I read that last line from the 2008 passage and immediately opened my 2008 file with the notes of all our staff meetings. (Yes, I have kept those notes all these years. You never know when you’ll need that info again.) Did I really do ten straight staff trainings on communication? Yes, indeed.
It started on January 14, 2008 with my favorite staff training activity of all time where we “raised the bar” and everyone had to go over it. On March 10th of that year we worked on how to communicate with customers “when something goes wrong”. On April 7th we focused on communication among team members so that we could pass customers to other sales people, make sure all areas of the store were covered, and have better communication between our buyers and our sellers.
When I got to October 20th, the memories hit me like a tsunami. I remember when I got the idea for this meeting. My Goal for the meeting was to help my team learn how to listen better, ask better questions, and decipher what customers were trying to say. As with all my staff meetings, it started with … This will be a successful meeting if my staff learned the importance of asking questions and understanding that even when the customer doesn’t know the name of the product, with a little work we can figure out exactly what they need.
I was awake one night flipping channels when the television show Whose Line is it Anyway? with Drew Carey came on. I knew instantly the Task that would lead us to our Goal.
The staff was split into two teams to play a series of four games.
The first game was called Questions. One person from each team squared off. They were each assigned a character and then they were given a product. The two then had to try to sell the product to the other person with two rules. First, they could only use questions. Second, they had to stay in character. The game went until one of the rules was broken.
The second game was Worst Ad Ever. Each person drew a product name out of a hat. They had to go find the product and then do the worst infomercial ever for that product. You might think this would be easy, silly, and pointless. The staff, however, found it to be a little more challenging. First, they had to know the product. You can’t act dumb about something until you are smart about it. Second, they learned more about each product that was featured. Mostly, though, they learned more about what not to say so that they would catch themselves and each other whenever they went into some Ron Popeil inspired pitch.
The third game was my favorite. I called it Santa’s Sack. Four people got up at once and drew product names out of a hat. Each person now had to pretend he or she was that product sitting in Santa’s Sack getting excited about the child who was about to receive them as a gift. They had to hold a conversation with each other about that excitement and their recipient without saying what product they were. The rest of the team had to guess the products.
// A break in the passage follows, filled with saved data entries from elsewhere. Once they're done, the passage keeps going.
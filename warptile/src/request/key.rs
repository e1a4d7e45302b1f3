//! Cache key generation.

use std::fmt;

use super::types::NormalizedRequest;
use crate::error::TileError;

/// Cache key for a normalized request.
///
/// The key is the canonical JSON serialization of
/// `{bbox, crs, source, bands, width, height}` in that order. Equal
/// effective parameters always produce byte-identical keys; a bbox passed as
/// coordinates and the same bbox passed as text do not.
#[derive(Debug, Clone, PartialEq, Eq, Hash, PartialOrd, Ord)]
pub struct CacheKey(String);

impl CacheKey {
    /// Derive the key for a normalized request.
    pub fn from_request(request: &NormalizedRequest<'_>) -> Result<Self, TileError> {
        serde_json::to_string(request)
            .map(Self)
            .map_err(|e| TileError::Internal(format!("failed to serialize cache key: {}", e)))
    }

    /// The key text.
    pub fn as_str(&self) -> &str {
        &self.0
    }
}

impl fmt::Display for CacheKey {
    fn fmt(&self, f: &mut fmt::Formatter<'_>) -> fmt::Result {
        f.write_str(&self.0)
    }
}

impl AsRef<str> for CacheKey {
    fn as_ref(&self) -> &str {
        &self.0
    }
}

#[cfg(test)]
mod tests {
    use super::*;
    use crate::request::{TileDefaults, TileRequest};

    fn defaults() -> TileDefaults {
        TileDefaults {
            width: 512,
            height: 512,
            bands: "1,2,3".to_string(),
        }
    }

    fn key_for(request: &TileRequest) -> CacheKey {
        let defaults = defaults();
        CacheKey::from_request(&request.normalize(&defaults)).unwrap()
    }

    #[test]
    fn test_key_field_order() {
        let request = TileRequest::new([0.0, 1.0, 2.0, 3.0], "EPSG:4326", "a.tif");
        assert_eq!(
            key_for(&request).as_str(),
            r#"{"bbox":[0.0,1.0,2.0,3.0],"crs":"EPSG:4326","source":"a.tif","bands":"1,2,3","width":512,"height":512}"#
        );
    }

    #[test]
    fn test_equal_effective_values_share_key() {
        let implicit = TileRequest::new([0.0, 1.0, 2.0, 3.0], "EPSG:4326", "a.tif");
        let explicit = TileRequest::new([0.0, 1.0, 2.0, 3.0], "EPSG:4326", "a.tif")
            .with_bands("1,2,3")
            .with_size(512, 512);

        assert_eq!(key_for(&implicit), key_for(&explicit));
    }

    #[test]
    fn test_distinct_fields_change_key() {
        let base = TileRequest::new([0.0, 1.0, 2.0, 3.0], "EPSG:4326", "a.tif");
        let other_source = TileRequest::new([0.0, 1.0, 2.0, 3.0], "EPSG:4326", "b.tif");
        let other_width = base.clone().with_width(256);

        assert_ne!(key_for(&base), key_for(&other_source));
        assert_ne!(key_for(&base), key_for(&other_width));
    }

    #[test]
    fn test_bbox_representation_is_not_normalized() {
        let coords = TileRequest::new([0.0, 1.0, 2.0, 3.0], "EPSG:4326", "a.tif");
        let text = TileRequest::new("0,1,2,3", "EPSG:4326", "a.tif");

        assert_ne!(key_for(&coords), key_for(&text));
        assert!(key_for(&text).as_str().starts_with(r#"{"bbox":"0,1,2,3""#));
    }

    #[test]
    fn test_negative_zero_shares_key_with_zero() {
        let negative = TileRequest::new([-0.0, 0.0, 1.0, -0.0], "EPSG:4326", "a.tif");
        let positive = TileRequest::new([0.0, 0.0, 1.0, 0.0], "EPSG:4326", "a.tif");

        assert_eq!(key_for(&negative), key_for(&positive));
        assert!(key_for(&negative)
            .as_str()
            .starts_with(r#"{"bbox":[0.0,0.0,1.0,0.0],"#));
    }

    #[test]
    fn test_key_is_stable_across_calls() {
        let request = TileRequest::new("0,1,2,3", "+proj=longlat", "a.tif").with_bands("2");
        assert_eq!(key_for(&request).as_str(), key_for(&request.clone()).as_str());
    }
}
Not only were they learning to talk about products based on what they did rather than what they were, they were tapping into the excitement that each item they sold was going to be a gift for someone special. They were learning to transfer that excitement onto the customer.
The last game was Toy Taboo. In the game Taboo you are given a word you need others to guess. You are also given a list of words you cannot say, words that are taboo. I created several cards with different products and related words they couldn’t say. For instance, LEGO was one word. The taboo words were Construction, Brick, Building, and Plastic. The lesson was simple, learn to describe toys in unique ways and you’ll be better at deciphering the descriptions our customers gave for toys they didn’t know the name.
We laughed a lot at that meeting. We laughed a lot at most of our meetings. We learned a lot, too.
-Phil Wrzesinski
www.PhilsForum.com
PS I’m not sure if this is a post about communication or a post about staff trainings. I’ll let you decide.
PPS If you look at this post as a Staff Training post, one added benefit of the games we played was that it got everyone up and acting. When you have to act and perform and be goofy in front of your peers, you lose your fears of interacting with strangers.
PPPS If you look at this post as being about Communication, listening, asking questions, and clarifying are three amazing tools that will help you close more sales.
So many of your blog posts about customer service are transferable to my work in the classroom as a high school teacher. One of the greatest lessons that I have learned about teaching is that I get better work out of my students when I listen more, talk less, and encourage questioning. I love the ideas that you used here and plan on adapting them as ice breakers for my students when we come back in the fall.
Hi Kristy,
That is awesome that you work with your students on communication skills like asking questions. That skill will serve them as well as almost everything else you teach them. I’ll bet the act of listening more to your students also creates a deeper bonding and better learning environment for everyone. Glad you are enjoying these posts. Let me know how well those ice breakers work in the fall.